There was not even an echo of a thought in my mind about this information. Fat Joe, who liked to sit at the bar by the wood-fired oven of the restaurant and drink grappa, was no longer a part of my world.

“Dad,” I managed. “I just want to sleep.”

He nodded. It looked like there were more lines around his eyes and mouth than I remembered. “Okay, honey,” he said. “Okay.” He came over and lifted the sheets at the bottom of the bed and laid them over me, like I was a little kid. Then he reached out his hand to stroke my hair.

“I’m sorry, Cass,” he said.

“Sorry for what?”

“I don’t know. For whatever I did wrong. For whatever … has made you like this.”

“Nothing made me like this,” I said.

Silence.

“I just …” He paused. “You’re my life.
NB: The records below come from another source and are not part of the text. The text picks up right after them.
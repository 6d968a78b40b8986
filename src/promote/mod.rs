//! Promotion of an uploaded version to production.
//!
//! The workflow runs strictly in order: credential check, changelog lookup,
//! confirmation, app lookup, promotion request, outcome report. Each stage waits
//! for the previous one and nothing is retried.

mod issues;
mod outcome;

pub use issues::{FAILURE_PREAMBLE, Issue, LinkStyle, ValidationErrors, flatten};
pub use outcome::PromotionOutcome;

use crate::api::{RequestExecutor, RequestOptions};
use crate::auth::check_credentials;
use crate::changelog::version_changelog;
use crate::console::{Console, ProgressGuard};
use crate::error::{CliError, PromoteError, Result};
use crate::link::{AppId, linked_app};
use serde::Serialize;
use std::path::Path;

/// Example of the expected changelog layout
pub const CHANGELOG_FORMAT_URL: &str = "https://keepachangelog.com/en/1.1.0/";

/// Prompt shown when a changelog entry was found
pub const CONFIRM_WITH_CHANGELOG: &str = "Would you like to continue promoting with this changelog?";

/// Prompt shown when no changelog entry was found
pub const CONFIRM_WITHOUT_CHANGELOG: &str =
    "Would you like to continue promoting without a changelog?";

/// Hint printed after a successful promotion
pub const MIGRATE_HINT: &str =
    "Optionally, run the `platform migrate` command to move users to this version.";

const CHANGELOG_SEPARATOR: &str = "---";

/// Behavior switches for one promotion
#[derive(Debug, Clone, Copy, Default)]
pub struct PromoteOptions {
    /// Skip the trailing `migrate` hint, for callers that run their own follow-up
    pub suppress_migrate_hint: bool,
}

/// Body of the promotion request
#[derive(Debug, Clone, Default, PartialEq, Eq, Serialize)]
pub struct PromotionRequestBody {
    /// Changelog text, omitted from the JSON when absent
    #[serde(skip_serializing_if = "Option::is_none")]
    pub changelog: Option<String>,
}

/// API path that promotes `version` of `app_id`
pub fn promotion_path(app_id: &AppId, version: &str) -> String {
    format!("/apps/{app_id}/versions/{version}/promote/production")
}

/// Runs the promotion workflow against an executor and a console
pub struct Promoter<'a, E, C: ?Sized> {
    executor: &'a E,
    console: &'a C,
    project_dir: &'a Path,
    options: PromoteOptions,
}

impl<'a, E, C> Promoter<'a, E, C>
where
    E: RequestExecutor,
    C: Console + ?Sized,
{
    /// Create a promoter for the project in `project_dir`
    pub fn new(
        executor: &'a E,
        console: &'a C,
        project_dir: &'a Path,
        options: PromoteOptions,
    ) -> Self {
        Self {
            executor,
            console,
            project_dir,
            options,
        }
    }

    /// Promote `version` to production.
    ///
    /// Returns [`PromotionOutcome::Success`] or [`PromotionOutcome::PendingActivation`];
    /// every other outcome is returned as an error. Declining the confirmation yields
    /// [`PromoteError::Cancelled`] before any request touches the version.
    pub async fn promote(&self, version: &str) -> Result<PromotionOutcome> {
        let version = version.trim();
        if version.is_empty() {
            return Err(CliError::InvalidArguments {
                reason: "A version to promote is required".to_string(),
            }
            .into());
        }

        check_credentials(self.executor).await?;

        let changelog = version_changelog(self.project_dir, version)?;
        self.confirm_changelog(version, changelog.as_deref())?;

        let app = linked_app(self.executor, self.project_dir).await?;
        self.console.info(&format!(
            "Preparing to promote version {version} of your app \"{}\".",
            app.title
        ));

        let body = PromotionRequestBody { changelog };
        let outcome = self.request_promotion(&app.id, version, &body).await?;
        self.report(outcome)
    }

    fn confirm_changelog(&self, version: &str, changelog: Option<&str>) -> Result<()> {
        let prompt = match changelog {
            Some(text) => {
                self.console
                    .success(&format!("Changelog found for {version}!"));
                self.console.println(&format!(
                    "\n{CHANGELOG_SEPARATOR}\n{text}\n{CHANGELOG_SEPARATOR}\n"
                ));
                CONFIRM_WITH_CHANGELOG
            }
            None => {
                self.console.warn(&format!(
                    "Warning! Changelog not found. Please create a CHANGELOG.md file in a format similar to {CHANGELOG_FORMAT_URL} with user-facing descriptions."
                ));
                CONFIRM_WITHOUT_CHANGELOG
            }
        };

        if self.console.confirm(prompt)? {
            Ok(())
        } else {
            log::info!("Promotion of {version} declined at confirmation");
            Err(PromoteError::Cancelled)
        }
    }

    async fn request_promotion(
        &self,
        app_id: &AppId,
        version: &str,
        body: &PromotionRequestBody,
    ) -> Result<PromotionOutcome> {
        let path = promotion_path(app_id, version);
        let options = RequestOptions::put(Some(serde_json::to_value(body)?));

        let progress = ProgressGuard::start(self.console, &format!("Verifying and promoting {version}"));
        let result = self.executor.request(&path, options).await;
        progress.finish();

        Ok(PromotionOutcome::from_result(result))
    }

    fn report(&self, outcome: PromotionOutcome) -> Result<PromotionOutcome> {
        match outcome {
            PromotionOutcome::Success => {
                log::info!("Promotion accepted");
                self.console.success("  Promotion successful!");
                if !self.options.suppress_migrate_hint {
                    self.console.println(MIGRATE_HINT);
                }
                Ok(PromotionOutcome::Success)
            }
            PromotionOutcome::PendingActivation { activation_url } => {
                log::info!("Promotion pending public activation");
                self.console.success("Good news! Your app passes validation.");
                self.console.println(&format!(
                    "The next step is to visit {activation_url} to request public activation of your app."
                ));
                Ok(PromotionOutcome::PendingActivation { activation_url })
            }
            PromotionOutcome::ValidationFailure { errors } => Err(PromoteError::Validation {
                message: errors.render(self.console.link_style()),
            }),
            PromotionOutcome::TransportFailure { message } => {
                Err(PromoteError::Transport { message })
            }
            PromotionOutcome::Unrecognized(error) => Err(PromoteError::Request(error)),
        }
    }
}
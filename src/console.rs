//! User-facing output, confirmation prompts and the progress indicator.

use crate::promote::LinkStyle;

/// Everything the promotion workflow shows to or asks of the user
pub trait Console {
    /// Plain line
    fn println(&self, message: &str);

    /// Informational line
    fn info(&self, message: &str);

    /// Success-colored line
    fn success(&self, message: &str);

    /// Warning-colored line
    fn warn(&self, message: &str);

    /// Ask a yes/no question, defaulting to no
    fn confirm(&self, prompt: &str) -> std::io::Result<bool>;

    /// Show an in-progress indicator with `label`
    fn start_progress(&self, label: &str);

    /// Clear the in-progress indicator. Must be safe to call when none is shown.
    fn stop_progress(&self);

    /// How documentation links inside error text should be rendered
    fn link_style(&self) -> LinkStyle {
        LinkStyle::Plain
    }
}

/// Keeps the progress indicator visible while alive and clears it on drop
pub struct ProgressGuard<'a, C: Console + ?Sized> {
    console: &'a C,
    active: bool,
}

impl<'a, C: Console + ?Sized> ProgressGuard<'a, C> {
    /// Start the indicator
    pub fn start(console: &'a C, label: &str) -> Self {
        console.start_progress(label);
        Self {
            console,
            active: true,
        }
    }

    /// Clear the indicator now
    pub fn finish(mut self) {
        self.stop();
    }

    fn stop(&mut self) {
        if self.active {
            self.active = false;
            self.console.stop_progress();
        }
    }
}

impl<C: Console + ?Sized> Drop for ProgressGuard<'_, C> {
    fn drop(&mut self) {
        self.stop();
    }
}
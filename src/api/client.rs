//! reqwest-backed request executor.

use super::{ApiResponseError, RequestError, RequestExecutor, RequestOptions};
use crate::config::PlatformConfig;
use crate::error::{ConfigError, Result};
use serde_json::Value;

/// Header carrying the deploy key
pub const DEPLOY_KEY_HEADER: &str = "X-Deploy-Key";

/// HTTP client for the platform API
#[derive(Debug, Clone)]
pub struct ApiClient {
    client: reqwest::Client,
    config: PlatformConfig,
}

impl ApiClient {
    /// Create a client for the configured API root
    pub fn new(config: PlatformConfig) -> Result<Self> {
        let client = reqwest::Client::builder()
            .user_agent(concat!("platform-cli/", env!("CARGO_PKG_VERSION")))
            .build()
            .map_err(|e| ConfigError::HttpClient {
                reason: e.to_string(),
            })?;

        Ok(Self { client, config })
    }
}

impl RequestExecutor for ApiClient {
    async fn request(
        &self,
        path: &str,
        options: RequestOptions,
    ) -> std::result::Result<Value, RequestError> {
        let url = self
            .config
            .url_for(path)
            .map_err(|source| RequestError::InvalidPath {
                path: path.to_string(),
                source,
            })?;

        let mut builder = self.client.request(options.method.clone(), url.clone());

        if options.require_auth {
            let key = self
                .config
                .deploy_key
                .as_deref()
                .ok_or_else(|| RequestError::MissingCredentials {
                    path: path.to_string(),
                })?;
            builder = builder.header(DEPLOY_KEY_HEADER, key);
        }

        if let Some(body) = &options.body {
            builder = builder.json(body);
        }

        log::debug!("{} {}", options.method, url);

        let network = |source: reqwest::Error| RequestError::Network {
            url: url.to_string(),
            source,
        };

        let response = builder.send().await.map_err(network)?;
        let status = response.status();
        let text = response.text().await.map_err(network)?;

        log::debug!("{} {} -> {}", options.method, url, status);

        if !status.is_success() {
            return Err(ApiResponseError::from_body(url.as_str(), status.as_u16(), &text).into());
        }

        if text.trim().is_empty() {
            return Ok(Value::Null);
        }

        match serde_json::from_str(&text) {
            Ok(value) => Ok(value),
            Err(e) => {
                log::debug!("Non-JSON body from {url} ({e}), keeping it as text");
                Ok(Value::String(text))
            }
        }
    }
}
I would sell my soul if it would make you better.”

A wheel came off the mechanism of my breathing; it rasped and scraped in my chest, loose, broken. I hugged myself.

I wanted to cry, but the risperidone wouldn’t let me.





Okay, so that’s basically the bad stuff out of the way. I mean, apart from me trampling all over your heart but … Okay, that’s not all the bad stuff out of the way.

I mean more: that’s the important bad stuff from before you. And I’m going to have to start summarizing a bit now; otherwise I’m never going to get this finished before Wednesday, and I figure I have to give you two days to read it. Your dad said you were going to college Saturday, so Friday is my last chance.